Structural Health Monitoring Sensor Network Optimization through Bayesian Experimental Design

Publication: ASCE-ASME Journal of Risk and Uncertainty in Engineering Systems, Part A: Civil Engineering
Volume 4, Issue 2

Abstract

Structural health monitoring (SHM) may be exploited to estimate the mechanical properties of existing structures and check for potential damage. Among commonly used methodologies for property characterization, the Bayesian approach holds the lead because it is endowed with the particular advantage of quantifying associated uncertainties. These uncertainties arise owing to diverse factors including (1) sensor accuracy and positioning, (2) environmental influences, and (3) modeling errors. In minimizing the influence of sensor-related uncertainties, an optimal design may be adopted for the SHM campaign to maximize the information content of the measurements.
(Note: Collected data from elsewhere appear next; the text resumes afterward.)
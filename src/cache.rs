//! Key/value cache with per-entry expiry.
//!
//! Entries are invisible once `now >= expires_at`; physical removal only
//! happens in [`CacheStore::purge_expired`] (or lazily on a memory-cache
//! read).

use std::{collections::HashMap, sync::Arc, time::Duration};

use async_trait::async_trait;
use chrono::{DateTime, Utc};
use libsql::{Connection, params};
use parking_lot::RwLock;

use crate::{clock::Clock, error::MirrorResult};

#[async_trait]
pub trait CacheStore: Send + Sync {
    /// Value stored under `key`, or `None` when absent or expired.
    async fn get(&self, key: &str) -> MirrorResult<Option<String>>;

    /// Stores `value` for `ttl`, replacing any previous entry.
    async fn set(&self, key: &str, value: String, ttl: Duration) -> MirrorResult<()>;

    /// Drops expired entries and returns how many were removed.
    async fn purge_expired(&self) -> MirrorResult<u64>;
}

#[async_trait]
impl<T: CacheStore + ?Sized> CacheStore for Arc<T> {
    async fn get(&self, key: &str) -> MirrorResult<Option<String>> {
        (**self).get(key).await
    }

    async fn set(&self, key: &str, value: String, ttl: Duration) -> MirrorResult<()> {
        (**self).set(key, value, ttl).await
    }

    async fn purge_expired(&self) -> MirrorResult<u64> {
        (**self).purge_expired().await
    }
}

fn expiry(now: DateTime<Utc>, ttl: Duration) -> DateTime<Utc> {
    chrono::Duration::from_std(ttl)
        .ok()
        .and_then(|ttl| now.checked_add_signed(ttl))
        .unwrap_or(DateTime::<Utc>::MAX_UTC)
}

/// Lowercases, trims and collapses runs of whitespace.
pub fn normalize_query(query: &str) -> String {
    query
        .split_whitespace()
        .map(str::to_lowercase)
        .collect::<Vec<_>>()
        .join(" ")
}

/// Cache key for a search: equivalent spellings of one query share a key,
/// different result caps do not.
pub fn search_cache_key(query: &str, max_results: u32) -> String {
    let mut hasher = blake3::Hasher::new();
    hasher.update(normalize_query(query).as_bytes());
    hasher.update(&[0x1f]);
    hasher.update(max_results.to_string().as_bytes());
    format!("search:{}", hasher.finalize().to_hex())
}

#[derive(Debug, Clone)]
struct CacheEntry {
    value: String,
    expires_at: DateTime<Utc>,
}

/// Process-local cache.
pub struct MemoryCache {
    entries: RwLock<HashMap<String, CacheEntry>>,
    clock: Arc<dyn Clock>,
}

impl MemoryCache {
    pub fn new(clock: Arc<dyn Clock>) -> Self {
        Self {
            entries: RwLock::new(HashMap::new()),
            clock,
        }
    }

    pub fn len(&self) -> usize {
        self.entries.read().len()
    }

    pub fn is_empty(&self) -> bool {
        self.entries.read().is_empty()
    }
}

#[async_trait]
impl CacheStore for MemoryCache {
    async fn get(&self, key: &str) -> MirrorResult<Option<String>> {
        let now = self.clock.now();
        {
            let entries = self.entries.read();
            match entries.get(key) {
                Some(entry) if now < entry.expires_at => return Ok(Some(entry.value.clone())),
                Some(_) => {}
                None => return Ok(None),
            }
        }

        // Expired: evict unless a writer refreshed it in the meantime.
        let mut entries = self.entries.write();
        if entries.get(key).is_some_and(|entry| now >= entry.expires_at) {
            entries.remove(key);
        }
        Ok(None)
    }

    async fn set(&self, key: &str, value: String, ttl: Duration) -> MirrorResult<()> {
        let expires_at = expiry(self.clock.now(), ttl);
        self.entries
            .write()
            .insert(key.to_owned(), CacheEntry { value, expires_at });
        Ok(())
    }

    async fn purge_expired(&self) -> MirrorResult<u64> {
        let now = self.clock.now();
        let mut entries = self.entries.write();
        let before = entries.len();
        entries.retain(|_, entry| now < entry.expires_at);
        Ok((before - entries.len()) as u64)
    }
}

/// Cache persisted in the `cache_entries` table of the mirror database, so
/// it survives restarts and is shared by every process using that file.
#[derive(Clone)]
pub struct SqlCache {
    conn: Connection,
    clock: Arc<dyn Clock>,
}

impl SqlCache {
    /// `conn` must point at a database initialised by
    /// [`crate::metadata::MetadataStore::open`].
    pub fn new(conn: Connection, clock: Arc<dyn Clock>) -> Self {
        Self { conn, clock }
    }
}

#[async_trait]
impl CacheStore for SqlCache {
    async fn get(&self, key: &str) -> MirrorResult<Option<String>> {
        let now = self.clock.now().timestamp_millis();
        let mut rows = self
            .conn
            .query(
                "SELECT value FROM cache_entries WHERE key = ?1 AND expires_at > ?2",
                params![key, now],
            )
            .await?;
        match rows.next().await? {
            Some(row) => Ok(Some(row.get::<String>(0)?)),
            None => Ok(None),
        }
    }

    async fn set(&self, key: &str, value: String, ttl: Duration) -> MirrorResult<()> {
        let expires_at = expiry(self.clock.now(), ttl).timestamp_millis();
        self.conn
            .execute(
                r#"
                INSERT INTO cache_entries (key, value, expires_at)
                VALUES (?1, ?2, ?3)
                ON CONFLICT(key) DO UPDATE SET
                    value = excluded.value,
                    expires_at = excluded.expires_at
                "#,
                params![key, value, expires_at],
            )
            .await?;
        Ok(())
    }

    async fn purge_expired(&self) -> MirrorResult<u64> {
        let now = self.clock.now().timestamp_millis();
        let removed = self
            .conn
            .execute(
                "DELETE FROM cache_entries WHERE expires_at <= ?1",
                params![now],
            )
            .await?;
        if removed > 0 {
            tracing::debug!(removed, "purged expired cache entries");
        }
        Ok(removed)
    }
}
Here, a procedure based on Bayesian experimental design is proposed to quantify the expected utility of the sensor network. The positions of the used sensors are selected in a way that maximizes the Shannon information gain between the prior and posterior probability distributions of the parameters to be estimated. In order to numerically solve the resulting optimization problem, surrogate models based on polynomial chaos expansion (PCE) and stochastic optimization methods are used. The use of surrogates allows one to reduce the computational cost of the associated model runs. The method is applied to a large-scale example, namely the Pirelli Tower in Milan.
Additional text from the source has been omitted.